Assignment - For every entry below, retype it exactly as it reads.
*** Opening Materials provided ***
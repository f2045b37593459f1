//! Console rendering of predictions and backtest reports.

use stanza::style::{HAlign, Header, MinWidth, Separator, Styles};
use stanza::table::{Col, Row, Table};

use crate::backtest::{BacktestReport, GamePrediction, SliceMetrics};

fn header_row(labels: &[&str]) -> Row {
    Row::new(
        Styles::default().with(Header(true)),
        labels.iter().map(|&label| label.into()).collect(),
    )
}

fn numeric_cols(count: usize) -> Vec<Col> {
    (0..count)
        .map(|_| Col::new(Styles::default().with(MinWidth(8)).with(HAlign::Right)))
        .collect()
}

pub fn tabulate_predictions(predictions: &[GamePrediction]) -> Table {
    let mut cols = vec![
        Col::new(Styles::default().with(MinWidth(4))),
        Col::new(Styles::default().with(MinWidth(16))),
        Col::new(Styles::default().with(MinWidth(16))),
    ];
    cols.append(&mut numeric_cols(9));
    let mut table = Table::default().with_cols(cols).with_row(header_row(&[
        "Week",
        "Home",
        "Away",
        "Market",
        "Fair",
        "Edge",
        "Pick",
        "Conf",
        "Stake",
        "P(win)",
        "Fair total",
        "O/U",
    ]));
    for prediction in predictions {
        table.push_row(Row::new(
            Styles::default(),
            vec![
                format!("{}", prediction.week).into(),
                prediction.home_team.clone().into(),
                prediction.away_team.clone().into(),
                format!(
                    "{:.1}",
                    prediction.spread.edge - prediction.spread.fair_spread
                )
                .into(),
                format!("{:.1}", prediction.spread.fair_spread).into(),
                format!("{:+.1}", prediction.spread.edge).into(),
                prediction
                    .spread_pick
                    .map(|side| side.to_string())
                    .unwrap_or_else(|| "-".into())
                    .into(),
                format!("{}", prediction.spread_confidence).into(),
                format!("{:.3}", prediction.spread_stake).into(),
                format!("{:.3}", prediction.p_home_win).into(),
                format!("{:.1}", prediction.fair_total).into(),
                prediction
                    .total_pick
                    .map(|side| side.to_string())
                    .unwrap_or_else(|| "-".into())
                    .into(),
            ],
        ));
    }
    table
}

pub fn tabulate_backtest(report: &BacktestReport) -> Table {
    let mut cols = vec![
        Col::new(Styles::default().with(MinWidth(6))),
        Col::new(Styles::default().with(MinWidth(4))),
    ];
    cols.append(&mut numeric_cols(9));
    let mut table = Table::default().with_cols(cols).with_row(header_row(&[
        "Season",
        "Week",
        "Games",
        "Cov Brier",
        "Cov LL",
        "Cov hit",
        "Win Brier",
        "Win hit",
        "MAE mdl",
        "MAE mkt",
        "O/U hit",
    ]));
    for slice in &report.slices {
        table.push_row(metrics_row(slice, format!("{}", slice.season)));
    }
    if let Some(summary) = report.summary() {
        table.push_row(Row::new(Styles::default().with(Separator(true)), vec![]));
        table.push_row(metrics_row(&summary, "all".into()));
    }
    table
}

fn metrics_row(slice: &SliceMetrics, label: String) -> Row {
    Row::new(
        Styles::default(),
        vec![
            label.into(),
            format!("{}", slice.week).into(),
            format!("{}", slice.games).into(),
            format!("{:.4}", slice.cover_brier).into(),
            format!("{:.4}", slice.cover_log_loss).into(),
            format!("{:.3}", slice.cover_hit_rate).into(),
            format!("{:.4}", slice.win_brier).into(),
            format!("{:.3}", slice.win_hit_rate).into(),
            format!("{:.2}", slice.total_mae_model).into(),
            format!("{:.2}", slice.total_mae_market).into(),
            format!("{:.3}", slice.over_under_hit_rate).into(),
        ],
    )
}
*** Closing Materials provided ***
Exercise result -
repository f2045b37593459f1
//! Console rendering of predictions and backtest reports.

use stanza::style::{HAlign, Header, MinWidth, Separator, Styles};
use stanza::table::{Col, Row, Table};

use crate::backtest::{BacktestReport, GamePrediction, SliceMetrics};

fn header_row(labels: &[&str]) -> Row {
    Row::new(
        Styles::default().with(Header(true)),
        labels.iter().map(|&label| label.into()).collect(),
    )
}

fn numeric_cols(count: usize) -> Vec<Col> {
    (0..count)
        .map(|_| Col::new(Styles::default().with(MinWidth(8)).with(HAlign::Right)))
        .collect()
}

pub fn tabulate_predictions(predictions: &[GamePrediction]) -> Table {
    let mut cols = vec![
        Col::new(Styles::default().with(MinWidth(4))),
        Col::new(Styles::default().with(MinWidth(16))),
        Col::new(Styles::default().with(MinWidth(16))),
    ];
    cols.append(&mut numeric_cols(9));
    let mut table = Table::default().with_cols(cols).with_row(header_row(&[
        "Week",
        "Home",
        "Away",
        "Market",
        "Fair",
        "Edge",
        "Pick",
        "Conf",
        "Stake",
        "P(win)",
        "Fair total",
        "O/U",
    ]));
    for prediction in predictions {
        table.push_row(Row::new(
            Styles::default(),
            vec![
                format!("{}", prediction.week).into(),
                prediction.home_team.clone().into(),
                prediction.away_team.clone().into(),
                format!(
                    "{:.1}",
                    prediction.spread.edge - prediction.spread.fair_spread
                )
                .into(),
                format!("{:.1}", prediction.spread.fair_spread).into(),
                format!("{:+.1}", prediction.spread.edge).into(),
                prediction
                    .spread_pick
                    .map(|side| side.to_string())
                    .unwrap_or_else(|| "-".into())
                    .into(),
                format!("{}", prediction.spread_confidence).into(),
                format!("{:.3}", prediction.spread_stake).into(),
                format!("{:.3}", prediction.p_home_win).into(),
                format!("{:.1}", prediction.fair_total).into(),
                prediction
                    .total_pick
                    .map(|side| side.to_string())
                    .unwrap_or_else(|| "-".into())
                    .into(),
            ],
        ));
    }
    table
}

pub fn tabulate_backtest(report: &BacktestReport) -> Table {
    let mut cols = vec![
        Col::new(Styles::default().with(MinWidth(6))),
        Col::new(Styles::default().with(MinWidth(4))),
    ];
    cols.append(&mut numeric_cols(9));
    let mut table = Table::default().with_cols(cols).with_row(header_row(&[
        "Season",
        "Week",
        "Games",
        "Cov Brier",
        "Cov LL",
        "Cov hit",
        "Win Brier",
        "Win hit",
        "MAE mdl",
        "MAE mkt",
        "O/U hit",
    ]));
    for slice in &report.slices {
        table.push_row(metrics_row(slice, format!("{}", slice.season)));
    }
    if let Some(summary) = report.summary() {
        table.push_row(Row::new(Styles::default().with(Separator(true)), vec![]));
        table.push_row(metrics_row(&summary, "all".into()));
    }
    table
}

fn metrics_row(slice: &SliceMetrics, label: String) -> Row {
    Row::new(
        Styles::default(),
        vec![
            label.into(),
            format!("{}", slice.week).into(),
            format!("{}", slice.games).into(),
            format!("{:.4}", slice.cover_brier).into(),
            format!("{:.4}", slice.cover_log_loss).into(),
            format!("{:.3}", slice.cover_hit_rate).into(),
            format!("{:.4}", slice.win_brier).into(),
            format!("{:.3}", slice.win_hit_rate).into(),
            format!("{:.2}", slice.total_mae_model).into(),
            format!("{:.2}", slice.total_mae_market).into(),
            format!("{:.3}", slice.over_under_hit_rate).into(),
        ],
    )
}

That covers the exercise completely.